§ **WHAT IS NEEDED**
Please tally the lines of the records that contain "AxisOutOfRange" and send back only the total.

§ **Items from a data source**
============================================================

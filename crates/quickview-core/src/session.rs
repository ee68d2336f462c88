//! Per-popup state: the product on display and the shopper's selection.
//!
//! Each opened popup gets its own [`PopupSession`]. Nothing here is global;
//! opening another product builds a new session.

use crate::products::{Product, Variant};
use crate::resolver::{resolve, Resolution, VariantView};
use crate::selection::SelectionState;
use crate::CoreError;

#[derive(Debug, Clone)]
pub struct PopupSession {
    product: Product,
    selection: SelectionState,
}

/// Everything a cart submission needs, copied out of the session at submit
/// time. Later selection changes do not reach an existing snapshot.
#[derive(Debug, Clone, PartialEq, Eq)]
pub struct SubmitRequest {
    /// The resolved variant, or `None` when the selection did not resolve.
    pub variant: Option<Variant>,
    pub selection: SelectionState,
}

impl SubmitRequest {
    #[must_use]
    pub fn new(resolution: Resolution<'_>, selection: &SelectionState) -> Self {
        Self {
            variant: resolution.variant().cloned(),
            selection: selection.clone(),
        }
    }
}

impl PopupSession {
    /// Opens a popup for `product` with every axis at its first value.
    #[must_use]
    pub fn open(product: Product) -> Self {
        let selection = SelectionState::defaults(&product);
        Self { product, selection }
    }

    #[must_use]
    pub fn product(&self) -> &Product {
        &self.product
    }

    #[must_use]
    pub fn selection(&self) -> &SelectionState {
        &self.selection
    }

    /// Applies a variant-control change and returns the new resolution.
    ///
    /// # Errors
    ///
    /// - [`CoreError::AxisOutOfRange`] if `axis` is not one of the product's axes.
    /// - [`CoreError::UnknownOptionValue`] if `value` is not allowed on that axis.
    pub fn select(&mut self, axis: usize, value: &str) -> Result<Resolution<'_>, CoreError> {
        let Some(option_axis) = self.product.axes().get(axis) else {
            return Err(CoreError::AxisOutOfRange {
                axis,
                axis_count: self.product.axes().len(),
            });
        };
        if !option_axis.contains(value) {
            return Err(CoreError::UnknownOptionValue {
                axis: option_axis.name.clone(),
                value: value.to_owned(),
            });
        }
        self.selection.set(axis, value);
        Ok(self.resolution())
    }

    #[must_use]
    pub fn resolution(&self) -> Resolution<'_> {
        resolve(&self.product, &self.selection)
    }

    #[must_use]
    pub fn view(&self, currency: &str) -> VariantView {
        VariantView::from_resolution(self.resolution(), currency)
    }

    #[must_use]
    pub fn snapshot(&self) -> SubmitRequest {
        SubmitRequest::new(self.resolution(), &self.selection)
    }
}
//! Add-to-cart submission with the companion auto-add rule.
//!
//! One [`CartAddOrchestrator`] belongs to one popup session. A submission
//! adds the primary variant, then, if the selected options match the
//! [`AutoAddRule`], looks up the companion product and adds its first
//! available variant. The two steps are strictly sequential: the companion
//! lookup only starts once the primary add has succeeded.
//!
//! Only a failed primary add is a failure. Once the primary item is in the
//! cart, companion problems are reported inside the outcome and logged.

use std::sync::{Mutex, PoisonError};

use thiserror::Error;

use quickview_core::{AutoAddRule, CartLineRequest, SelectionState, SubmitRequest};

use crate::error::StorefrontError;
use crate::storefront::Storefront;
use crate::types::CartItem;

/// Where the orchestrator is in its submit lifecycle.
#[derive(Debug, Clone, Copy, PartialEq, Eq)]
pub enum SubmitState {
    Idle,
    Submitting,
    Succeeded,
    SucceededWithCompanionFailure,
    Failed,
}

/// What happened to the companion product on a successful submission.
#[derive(Debug, Clone, PartialEq, Eq)]
pub enum CompanionStatus {
    /// The selection did not match the rule.
    NotTriggered,
    Added(CartItem),
    /// The companion exists but every variant is sold out.
    NoAvailableVariant,
}

#[derive(Debug)]
pub enum SubmitOutcome {
    Succeeded {
        item: CartItem,
        companion: CompanionStatus,
    },
    /// The primary item is in the cart; the companion lookup or add failed.
    /// Show a muted warning, not a blocking error.
    SucceededWithCompanionFailure {
        item: CartItem,
        error: StorefrontError,
    },
}

impl SubmitOutcome {
    /// The primary line item, present on every successful outcome.
    #[must_use]
    pub fn item(&self) -> &CartItem {
        match self {
            SubmitOutcome::Succeeded { item, .. }
            | SubmitOutcome::SucceededWithCompanionFailure { item, .. } => item,
        }
    }

    fn state(&self) -> SubmitState {
        match self {
            SubmitOutcome::Succeeded { .. } => SubmitState::Succeeded,
            SubmitOutcome::SucceededWithCompanionFailure { .. } => {
                SubmitState::SucceededWithCompanionFailure
            }
        }
    }
}

#[derive(Debug, Error)]
pub enum SubmitError {
    /// No resolved variant, or the variant is sold out. No request was made.
    #[error("selection does not resolve to an available variant")]
    InvalidSelection,

    /// Another submission from this session is still in flight.
    #[error("a submission is already in progress")]
    AlreadySubmitting,

    /// The primary add failed; the storefront error is passed through as-is.
    #[error(transparent)]
    Failed(StorefrontError),
}

pub struct CartAddOrchestrator<S> {
    storefront: S,
    rule: AutoAddRule,
    state: Mutex<SubmitState>,
}

impl<S: Storefront> CartAddOrchestrator<S> {
    #[must_use]
    pub fn new(storefront: S, rule: AutoAddRule) -> Self {
        Self {
            storefront,
            rule,
            state: Mutex::new(SubmitState::Idle),
        }
    }

    #[must_use]
    pub fn state(&self) -> SubmitState {
        *self.state.lock().unwrap_or_else(PoisonError::into_inner)
    }

    /// Submits a snapshot taken from the popup session.
    ///
    /// # Errors
    ///
    /// - [`SubmitError::InvalidSelection`] if the snapshot has no variant or
    ///   the variant is unavailable. Nothing is sent and the state is left
    ///   unchanged.
    /// - [`SubmitError::AlreadySubmitting`] if a previous submit is still in
    ///   flight. Nothing is sent.
    /// - [`SubmitError::Failed`] if the primary add fails. Never retried.
    pub async fn submit(&self, request: SubmitRequest) -> Result<SubmitOutcome, SubmitError> {
        let Some(variant) = request.variant.as_ref().filter(|v| v.available) else {
            tracing::debug!(
                resolved = request.variant.is_some(),
                "submit refused: no available variant selected"
            );
            return Err(SubmitError::InvalidSelection);
        };
        let line = CartLineRequest::single(variant.id);

        let mut in_flight = self.begin()?;
        let result = self.run(line, &request.selection).await;
        in_flight.finish(match &result {
            Ok(outcome) => outcome.state(),
            Err(_) => SubmitState::Failed,
        });
        result
    }

    fn begin(&self) -> Result<InFlight<'_>, SubmitError> {
        let mut state = self.state.lock().unwrap_or_else(PoisonError::into_inner);
        if *state == SubmitState::Submitting {
            tracing::debug!("submit ignored: already submitting");
            return Err(SubmitError::AlreadySubmitting);
        }
        *state = SubmitState::Submitting;
        Ok(InFlight {
            state: &self.state,
            finished: false,
        })
    }

    async fn run(
        &self,
        line: CartLineRequest,
        selection: &SelectionState,
    ) -> Result<SubmitOutcome, SubmitError> {
        let item = self.storefront.add_to_cart(line).await.map_err(|e| {
            tracing::error!(variant_id = %line.id, error = %e, "add to cart failed");
            SubmitError::Failed(e)
        })?;
        tracing::info!(variant_id = %line.id, line_key = ?item.key, "added to cart");

        if !self.rule.matches(selection) {
            return Ok(SubmitOutcome::Succeeded {
                item,
                companion: CompanionStatus::NotTriggered,
            });
        }

        match self.add_companion().await {
            Ok(companion) => Ok(SubmitOutcome::Succeeded { item, companion }),
            Err(error) => {
                tracing::warn!(
                    handle = %self.rule.companion_handle,
                    error = %error,
                    "companion auto-add failed; primary item stays in cart"
                );
                Ok(SubmitOutcome::SucceededWithCompanionFailure { item, error })
            }
        }
    }

    async fn add_companion(&self) -> Result<CompanionStatus, StorefrontError> {
        let handle = &self.rule.companion_handle;
        let product = self.storefront.fetch_product(handle).await?;

        let Some(variant) = product.first_available_variant() else {
            tracing::warn!(%handle, "companion product has no available variant; skipping auto-add");
            return Ok(CompanionStatus::NoAvailableVariant);
        };

        let item = self
            .storefront
            .add_to_cart(CartLineRequest::single(variant.id))
            .await?;
        tracing::info!(%handle, variant_id = %variant.id, "companion auto-added");
        Ok(CompanionStatus::Added(item))
    }
}

/// Marks a submit as in flight. Dropping it before [`InFlight::finish`]
/// (the submit future was abandoned) returns the state to `Idle`.
struct InFlight<'a> {
    state: &'a Mutex<SubmitState>,
    finished: bool,
}

impl InFlight<'_> {
    fn finish(&mut self, outcome: SubmitState) {
        *self.state.lock().unwrap_or_else(PoisonError::into_inner) = outcome;
        self.finished = true;
    }
}

impl Drop for InFlight<'_> {
    fn drop(&mut self) {
        if !self.finished {
            *self.state.lock().unwrap_or_else(PoisonError::into_inner) = SubmitState::Idle;
        }
    }
}

#[cfg(test)]
#[path = "orchestrator_test.rs"]
mod tests;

============================================================

§ **OUTPUT FOR THIS TASK**
2